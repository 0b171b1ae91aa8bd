//! Shared vocabulary of the Shoal control plane: persisted rows, host
//! references, the store contract and the token oracle.

pub mod auth;
pub mod error;
pub mod host;
pub mod model;
pub mod store;

pub use auth::{AccountIdentity, StaticTokenValidator, TokenValidator};
pub use error::{AuthError, HostRefError, StoreError};
pub use host::{HostAddress, HostRef};
pub use model::{
    CONTROL_PLANE_APPLICATION, CpuLoad, DeployResult, EntryType, LoadSample, MemLoad, Resource,
    ResourceStatus, ResourceType, RuntimeEntry, RuntimeRecord, RuntimeStatus, Service,
    ServiceArgument, ServiceIdentity, ServiceRuntime, WILDCARD,
};
pub use store::{Filter, MemoryStore, Order, Query, Row, RuntimeStore, Table};
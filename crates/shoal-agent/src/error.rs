use shoal_registry::RegistryError;
use thiserror::Error;

#[derive(Debug, Error)]
pub enum AgentError {
    #[error("registry request failed: {0}")]
    Transport(String),

    #[error("registry returned {status}: {body}")]
    Rejected { status: u16, body: String },

    #[error("unexpected registry response: {0}")]
    InvalidResponse(String),

    #[error(transparent)]
    Registry(#[from] RegistryError),
}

## EXERCISE
Give back exactly the lines from the line holding "u16, body: String" through the last line of the listing, including both.

## WRITTEN ANSWER
    Rejected { status: u16, body: String },

    #[error("unexpected registry response: {0}")]
    InvalidResponse(String),

    #[error(transparent)]
    Registry(#[from] RegistryError),
}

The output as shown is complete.